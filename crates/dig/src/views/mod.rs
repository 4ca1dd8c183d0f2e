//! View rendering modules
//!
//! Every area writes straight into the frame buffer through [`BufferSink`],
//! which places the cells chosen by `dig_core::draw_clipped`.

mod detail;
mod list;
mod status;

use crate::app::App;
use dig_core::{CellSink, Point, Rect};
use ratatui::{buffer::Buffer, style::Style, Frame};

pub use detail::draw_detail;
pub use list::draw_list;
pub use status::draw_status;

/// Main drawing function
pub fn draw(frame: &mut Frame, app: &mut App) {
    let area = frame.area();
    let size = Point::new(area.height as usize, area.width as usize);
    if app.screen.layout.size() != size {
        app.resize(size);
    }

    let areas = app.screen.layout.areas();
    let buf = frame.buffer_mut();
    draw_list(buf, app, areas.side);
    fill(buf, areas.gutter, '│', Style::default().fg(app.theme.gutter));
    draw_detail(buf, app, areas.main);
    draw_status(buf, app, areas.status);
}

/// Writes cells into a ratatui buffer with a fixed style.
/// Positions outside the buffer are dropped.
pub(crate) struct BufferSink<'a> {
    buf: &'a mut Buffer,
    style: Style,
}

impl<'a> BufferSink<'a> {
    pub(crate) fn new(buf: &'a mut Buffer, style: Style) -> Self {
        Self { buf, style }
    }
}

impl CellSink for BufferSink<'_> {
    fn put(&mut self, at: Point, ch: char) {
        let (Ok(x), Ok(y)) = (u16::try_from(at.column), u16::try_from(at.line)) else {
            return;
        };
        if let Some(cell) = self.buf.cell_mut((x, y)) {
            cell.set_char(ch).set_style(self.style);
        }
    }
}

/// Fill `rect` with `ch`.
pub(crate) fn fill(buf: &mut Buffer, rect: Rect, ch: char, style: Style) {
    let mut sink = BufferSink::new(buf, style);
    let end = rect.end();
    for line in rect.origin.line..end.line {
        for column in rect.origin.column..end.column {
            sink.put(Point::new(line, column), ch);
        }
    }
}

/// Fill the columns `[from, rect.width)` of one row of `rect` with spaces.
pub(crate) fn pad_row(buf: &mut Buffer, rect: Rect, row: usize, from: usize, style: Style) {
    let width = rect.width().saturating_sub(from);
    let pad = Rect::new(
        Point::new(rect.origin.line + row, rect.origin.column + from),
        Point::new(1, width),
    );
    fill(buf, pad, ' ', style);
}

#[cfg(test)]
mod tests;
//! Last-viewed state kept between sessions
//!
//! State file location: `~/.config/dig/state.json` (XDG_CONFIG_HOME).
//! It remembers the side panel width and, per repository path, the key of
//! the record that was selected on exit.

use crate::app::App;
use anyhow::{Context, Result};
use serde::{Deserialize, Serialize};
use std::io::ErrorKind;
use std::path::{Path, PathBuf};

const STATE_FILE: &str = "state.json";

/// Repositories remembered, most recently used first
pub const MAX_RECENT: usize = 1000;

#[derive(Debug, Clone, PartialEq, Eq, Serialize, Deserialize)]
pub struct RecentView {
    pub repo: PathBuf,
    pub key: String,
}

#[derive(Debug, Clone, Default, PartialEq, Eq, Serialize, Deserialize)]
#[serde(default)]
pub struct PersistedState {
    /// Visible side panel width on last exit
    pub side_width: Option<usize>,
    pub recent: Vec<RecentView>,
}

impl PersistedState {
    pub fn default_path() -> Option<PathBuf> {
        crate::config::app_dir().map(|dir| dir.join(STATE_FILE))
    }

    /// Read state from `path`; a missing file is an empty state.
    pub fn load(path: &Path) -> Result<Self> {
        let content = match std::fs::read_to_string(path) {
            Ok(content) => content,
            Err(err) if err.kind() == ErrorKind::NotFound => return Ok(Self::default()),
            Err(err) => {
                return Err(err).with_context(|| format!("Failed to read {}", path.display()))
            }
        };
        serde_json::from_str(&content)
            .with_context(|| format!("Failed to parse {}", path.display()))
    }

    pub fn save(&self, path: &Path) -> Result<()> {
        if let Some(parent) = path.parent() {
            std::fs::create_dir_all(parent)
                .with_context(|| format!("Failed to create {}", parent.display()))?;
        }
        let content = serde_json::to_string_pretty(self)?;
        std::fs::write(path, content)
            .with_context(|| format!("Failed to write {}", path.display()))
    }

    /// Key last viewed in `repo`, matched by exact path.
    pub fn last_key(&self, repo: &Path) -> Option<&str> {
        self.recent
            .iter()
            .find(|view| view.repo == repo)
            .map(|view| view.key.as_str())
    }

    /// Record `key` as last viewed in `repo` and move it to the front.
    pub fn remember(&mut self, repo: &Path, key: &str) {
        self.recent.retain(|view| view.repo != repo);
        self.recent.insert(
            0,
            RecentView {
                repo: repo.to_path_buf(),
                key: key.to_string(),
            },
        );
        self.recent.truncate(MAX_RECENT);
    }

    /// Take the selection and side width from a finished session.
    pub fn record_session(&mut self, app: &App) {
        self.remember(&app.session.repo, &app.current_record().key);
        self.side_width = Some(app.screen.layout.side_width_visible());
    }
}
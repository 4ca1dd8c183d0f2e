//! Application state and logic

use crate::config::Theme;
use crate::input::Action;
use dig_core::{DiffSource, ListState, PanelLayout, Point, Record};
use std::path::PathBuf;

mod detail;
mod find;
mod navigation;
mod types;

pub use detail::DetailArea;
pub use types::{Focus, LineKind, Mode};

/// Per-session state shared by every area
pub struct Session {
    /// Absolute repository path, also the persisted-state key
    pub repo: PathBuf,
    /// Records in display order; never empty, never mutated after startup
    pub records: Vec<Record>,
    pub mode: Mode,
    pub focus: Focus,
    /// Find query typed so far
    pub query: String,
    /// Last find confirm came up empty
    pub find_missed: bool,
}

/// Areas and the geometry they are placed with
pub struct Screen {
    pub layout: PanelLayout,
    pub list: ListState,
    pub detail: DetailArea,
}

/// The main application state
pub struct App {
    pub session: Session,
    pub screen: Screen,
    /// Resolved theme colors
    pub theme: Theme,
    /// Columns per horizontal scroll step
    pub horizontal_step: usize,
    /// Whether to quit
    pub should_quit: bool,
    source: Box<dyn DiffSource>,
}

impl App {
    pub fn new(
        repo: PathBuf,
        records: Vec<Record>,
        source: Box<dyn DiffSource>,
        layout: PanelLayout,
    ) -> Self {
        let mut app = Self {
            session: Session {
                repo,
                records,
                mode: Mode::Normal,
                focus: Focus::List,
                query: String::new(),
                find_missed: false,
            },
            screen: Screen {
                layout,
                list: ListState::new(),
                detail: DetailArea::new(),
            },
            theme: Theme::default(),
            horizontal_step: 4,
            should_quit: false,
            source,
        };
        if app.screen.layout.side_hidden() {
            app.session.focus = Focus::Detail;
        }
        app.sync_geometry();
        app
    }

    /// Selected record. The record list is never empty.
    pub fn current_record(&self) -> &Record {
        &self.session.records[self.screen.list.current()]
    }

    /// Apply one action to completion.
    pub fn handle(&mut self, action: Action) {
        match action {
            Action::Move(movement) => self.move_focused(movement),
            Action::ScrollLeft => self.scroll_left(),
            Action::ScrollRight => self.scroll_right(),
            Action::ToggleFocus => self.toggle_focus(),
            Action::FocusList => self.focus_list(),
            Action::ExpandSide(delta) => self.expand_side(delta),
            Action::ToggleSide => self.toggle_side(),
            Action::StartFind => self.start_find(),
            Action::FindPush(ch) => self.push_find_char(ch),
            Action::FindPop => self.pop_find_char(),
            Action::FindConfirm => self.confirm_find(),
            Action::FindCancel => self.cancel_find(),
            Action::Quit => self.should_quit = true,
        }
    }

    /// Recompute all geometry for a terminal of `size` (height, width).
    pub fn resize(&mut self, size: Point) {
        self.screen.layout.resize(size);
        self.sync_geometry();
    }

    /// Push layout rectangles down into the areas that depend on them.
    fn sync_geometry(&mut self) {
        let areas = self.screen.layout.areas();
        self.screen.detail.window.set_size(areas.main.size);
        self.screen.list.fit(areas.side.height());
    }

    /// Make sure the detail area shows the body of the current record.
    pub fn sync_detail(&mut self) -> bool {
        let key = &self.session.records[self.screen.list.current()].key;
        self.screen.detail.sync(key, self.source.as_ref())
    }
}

*Work item*:
Across the entries above, state how many lines include the string "Point", with no other text.

*Exercise result*:
8